Tandis qu’il revenait de ce petit voyage, il se sentait joyeux. Par son achat et par ce geste il prenait conscience d’être à nouveau partie intégrante d’un pays, comme il l’était jadis du Canada, et comme il ne l’avait jamais été des Indes. Et ce pays, ce n’était pas n’importe lequel mais celui-là même où, depuis la nuit des temps, les siens avaient vécu, aimé, souffert, travaillé, connu la joie et la douleur. Leurs os achevaient de se dissoudre dans cette glèbe vivante où lui-même irait un jour reposer. À cette idée, il sentait ses racines s’épanouir d’aise au fond de son cœur. Mais c’était à sa mère qu’il pensait surtout, à Mathilde que son retour devait combler de joie là où elle se trouvait.
Soudain, à l’entrée d’une route étroite, il vit un écriteau qui pendait, à demi arraché d’un piquet. La flèche de bois indiquait Nerville. Alors, pris d’une brusque envie d’apercevoir la tanière de son ennemi, Tremaine engagea Ali dans le chemin creux flanqué de haies vives jusqu’à ce qu’apparussent, par-dessus un bouquet d’arbres, les créneaux d’une tour carrée et deux poivrières grises. Il s’arrêta et, durant quelques instants, contempla ces toits. Son intention n’était pas d’aller jusqu’au château : la demeure maudite ne l’intéressait pas. On devait y étouffer plus encore que dans la lise mortelle des sables mouvants, s’y salir plus que sur un fumier… Pourtant sa mémoire lui présenta alors un pâle visage de jeune fille aux yeux débordants de larmes. La pitié lui vint. Cette enfant était bien jeune pour supporter le poids de tant de crimes ! Une victime comme les autres sans doute, et Guillaume se promit, quand viendrait l’heure du règlement de comptes, de la préserver autant que faire se pourrait. Mais qu’on ne lui en demande pas davantage !…
Jugeant qu’il en avait assez vu, il fit volter Ali presque sur place et embouqua le chemin creux à un tel train que les mottes de terre s’arrachaient sous les sabots du grand cheval noir.

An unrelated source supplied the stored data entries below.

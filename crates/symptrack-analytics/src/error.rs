use thiserror::Error;

#[derive(Debug, Error)]
pub enum EnrichError {
    #[error("required column '{column}' is missing from the upload")]
    MissingColumn { column: String },

    #[error("invalid severity {value:?} in data row {}", .row + 1)]
    InvalidSeverity { row: usize, value: String },

    #[error("invalid date {value:?} in data row {}", .row + 1)]
    InvalidDate { row: usize, value: String },

    #[error("unknown source row {0}")]
    UnknownRow(usize),

    #[error("arrow error: {0}")]
    Arrow(#[from] arrow::error::ArrowError),
}
pub mod labels;
pub mod risk;
pub mod schema;
pub mod sentiment;
pub mod symptom;

pub use labels::{ParseLabelError, RiskTier, Sentiment, SymptomCategory};
pub use risk::{parse_severity, risk_tier};
pub use schema::columns;
pub use sentiment::{HealthLexicon, PolarityScorer, SentimentLexicon, classify_sentiment, polarity, tokenize};
pub use symptom::{OTHER_CATEGORY, symptom_category, tag_symptoms};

Du haut d’un tertre, il retrouva la mer. Le soleil près du couchant y allumait des glaçures d’or où Guillaume vit le meilleur des présages pour les temps à venir. Quand il aurait nettoyé cette magnifique région de son poison, il y ferait tellement bon vivre !
VII
LES IDÉES DE ROSE
Guillaume foulait le sol de son propre domaine.
Les mains au fond de ses poches, il arpentait la longue terrasse encore boisée dont le sol irrégulier porterait sa maison et il en cherchait l’emplacement exact. Le surlendemain, un jeune architecte de Valognes chaudement recommandé par le marquis de Légalle, François Clément, viendrait prendre les premières mesures mais, ce premier tour du propriétaire, Trémaine tenait à l’effectuer sans autres témoins qu’Ali. Laissé en liberté près d’un jeune hêtre dont il grignotait distraitement les feuilles, le cheval surveillait du coin de l’œil les allées et venues de son maître.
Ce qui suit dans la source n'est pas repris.